Somos —no nos engañemos— lo mejor y lo peor de este mundo. El yin y el yang, el doctor jekyll y mister hyde. Decía Mae West: «Como buena, soy muy buena; como mala, soy mejor». Toda la historia está llena de atrocidades. Kark Kraus escribió: «El diablo es optimista si cree que puede hacer peores a los hombres».
Porque, visto lo visto, es difícil concebir a un ser más maligno que los hombres que han poblado el planeta a lo largo de los tiempos o, sin ir más lejos, en nuestra historia inmediata. Según Shakespeare «el infierno está vacío, todos los demonio están aquí». La realidad supera la ficción, pero el infierno supera la realidad tan sólo por su carácter perenne. Lo bueno y lo malo de esta vida es finito, acaba con la muerte, pero una vez muerto el infierno se eterniza. En el discurso ‘El cataclismo de Damocles’, pronunciado por García Márquez el 6 de agosto de 1986 en Ixtapa, México, en el aniversario número 41 de la bomba de Hiroshima, cuenta: «Un gran novelista de nuestro tiempo se preguntó alguna vez si la tierra no será el infierno de otros planetas» (ignoro quién es ese gran novelista).
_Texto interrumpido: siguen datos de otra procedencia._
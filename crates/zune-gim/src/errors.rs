/*
 * Copyright (c) 2023.
 *
 * This software is free software;
 *
 * You can redistribute it or modify it under terms of the MIT, Apache License or Zlib license
 */

use alloc::string::String;
use core::fmt::{Debug, Display, Formatter};

use zune_core::bytestream::ZByteIoError;

use crate::block::BlockType;
use crate::pixels::GimPixelFormat;

/// GIM errors that can occur during decoding
///
/// Errors fall in two groups, format errors which mean the
/// byte stream cannot be trusted and recoverable errors which only
/// affect a single leaf, see [`is_recoverable`](Self::is_recoverable)
#[non_exhaustive]
pub enum GimDecoderErrors {
    /// The file/bytes do not start with `MIG.00.1PSP\0`
    InvalidMagicBytes,
    /// The first block of the file is not a ROOT block
    WrongRootType(BlockType),
    /// Fewer than 16 bytes remain for a block header at this offset
    TruncatedHeader(u64),
    /// A block declares a size smaller than its own header
    InvalidBlockSize { offset: u64, size: u32 },
    /// A sibling block points back at or before itself
    NonAdvancingSibling { offset: u64, next: u64 },
    /// A block offset or size escapes the block (or buffer) containing it
    OffsetOutOfBounds {
        offset: u64,
        start:  u64,
        end:    u64
    },
    /// A data sub-header offset of the block at `block` resolves
    /// to `offset`, before the start of the file
    DataOffsetOutOfBounds { block: u64, offset: i64 },
    /// A read of `len` bytes at `offset` falls outside of `[start, end)`
    FieldOutOfBounds {
        offset: u64,
        len:    usize,
        start:  u64,
        end:    u64
    },
    /// Containers are nested deeper than the decoder allows
    TooDeep(usize),
    /// Pixel format code is not one the decoder can handle
    UnsupportedPixelFormat(u16),
    /// A palette leaf carries an indexed pixel format
    IndexedPaletteSource(GimPixelFormat),
    /// Too large dimensions for a given width or
    /// height
    TooLargeDimensions(&'static str, usize, usize),
    /// Width or height is zero
    ZeroDimensions(usize, usize),
    /// A calculation overflowed
    OverFlowOccurred,
    /// Generic message
    GenericStatic(&'static str),
    /// Generic allocated message
    Generic(String),
    IoErrors(ZByteIoError)
}

impl GimDecoderErrors {
    /// Whether this error only invalidates the artifact being produced
    /// and processing of sibling blocks may continue
    pub const fn is_recoverable(&self) -> bool {
        matches!(
            self,
            Self::UnsupportedPixelFormat(_)
                | Self::IndexedPaletteSource(_)
                | Self::DataOffsetOutOfBounds { .. }
                | Self::FieldOutOfBounds { .. }
                | Self::TooLargeDimensions(..)
                | Self::ZeroDimensions(..)
                | Self::OverFlowOccurred
        )
    }
}

impl Debug for GimDecoderErrors {
    fn fmt(&self, f: &mut Formatter<'_>) -> core::fmt::Result {
        match self {
            Self::InvalidMagicBytes => {
                writeln!(f, "Invalid magic bytes, file does not start with MIG.00.1PSP")
            }
            Self::WrongRootType(kind) => {
                writeln!(f, "First block is {kind:?}, expected the ROOT block")
            }
            Self::TruncatedHeader(offset) => {
                writeln!(f, "Truncated block header at {offset:#x}")
            }
            Self::InvalidBlockSize { offset, size } => {
                writeln!(
                    f,
                    "Block at {offset:#x} declares size {size:#x}, smaller than its 16 byte header"
                )
            }
            Self::NonAdvancingSibling { offset, next } => {
                writeln!(
                    f,
                    "Block at {offset:#x} points to next block at {next:#x} which does not advance"
                )
            }
            Self::OffsetOutOfBounds { offset, start, end } => {
                writeln!(
                    f,
                    "Offset {offset:#x} is outside of the enclosing range [{start:#x}, {end:#x})"
                )
            }
            Self::DataOffsetOutOfBounds { block, offset } => {
                writeln!(
                    f,
                    "Data offset of block at {block:#x} resolves to {offset}, before the start of the file"
                )
            }
            Self::FieldOutOfBounds {
                offset,
                len,
                start,
                end
            } => {
                writeln!(
                    f,
                    "Reading {len} bytes at {offset:#x} exceeds block bounds [{start:#x}, {end:#x})"
                )
            }
            Self::TooDeep(depth) => {
                writeln!(f, "Blocks nested too deep, depth {depth} exceeds the limit")
            }
            Self::UnsupportedPixelFormat(code) => {
                writeln!(f, "Unsupported pixel format {code:#x}")
            }
            Self::IndexedPaletteSource(format) => {
                writeln!(
                    f,
                    "Palette block uses indexed pixel format {format:?}, indexed palette source invalid"
                )
            }
            Self::TooLargeDimensions(dimension, expected, found) => {
                writeln!(
                    f,
                    "Too large dimensions for {dimension} , {found} exceeds {expected}"
                )
            }
            Self::ZeroDimensions(width, height) => {
                writeln!(f, "Image dimensions {width}x{height} contain a zero, invalid image")
            }
            Self::OverFlowOccurred => {
                writeln!(f, "Overflow occurred")
            }
            Self::GenericStatic(header) => {
                writeln!(f, "{}", header)
            }
            Self::Generic(message) => {
                writeln!(f, "{}", message)
            }
            Self::IoErrors(err) => {
                writeln!(f, "{:?}", err)
            }
        }
    }
}

impl Display for GimDecoderErrors {
    fn fmt(&self, f: &mut Formatter<'_>) -> core::fmt::Result {
        writeln!(f, "{:?}", self)
    }
}

#[cfg(feature = "std")]
impl std::error::Error for GimDecoderErrors {}

impl From<ZByteIoError> for GimDecoderErrors {
    fn from(value: ZByteIoError) -> Self {
        GimDecoderErrors::IoErrors(value)
    }
}

impl From<&'static str> for GimDecoderErrors {
    fn from(r: &'static str) -> Self {
        Self::GenericStatic(r)
    }
}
El diablo popularmente tiene cuernos, patas y rabo de macho cabrío; nos tienta en las encrucijadas para que hagamos el mal y le vendamos nuestras almas, a veces, a cambio de baratijas. El mal es una evidencia y su personalización es el demonio, exista o no exista, esté o no esté, sea o no sea. Ya nos encargaremos nosotros de buscarlo, de conferirle identidad. En el cuento ‘Los cuatro ciclos’, incluido en ‘El oro de los tigres’ (1971), Borges asegura: «No podemos creer en el cielo, pero sí en el infierno».
El escritor rumano Emil Cioran, en ‘Breviario de podredumbre’ (1949), escribe: «Porque rebosa vida, el Diablo no tienen ningún altar: el hombre se reconoce demasiado en él para adorarle; le detesta a sabiendas; se repudia y cultiva los atributos indigentes de Dios. Pero el Diablo no se queja y no aspira a fundar una religión: ¿no estamos nosotros aquí para precaverle de la inanición y el olvido?». Y en ‘El nombre de la rosa’ (1980), Umberto Eco explica: «El diablo no es el príncipe de la materia, el diablo es la arrogancia del espíritu, la fe sin sonrisa, la verdad jamás tocada por la duda. El diablo es sombrío porque sabe adonde va, y siempre va hacia el sitio del que procede».
«Hitler era lector voraz —cuenta Fernando Báez en ‘El bibliocausto nazi’ (2002)—, un bibliófilo preocupado por las ediciones antiguas, por Arthur Schopenhauer, y una devoción entera por ‘Magie: Geschichte, Theorie, Praxis’ (1923) de Ernst Schertel, obra en la que todavía se puede encontrar subrayado de su puño y letra la frase: “Quien no lleva dentro de sí las semillas de lo demoníaco nunca dará nacimiento a un nuevo mundo”».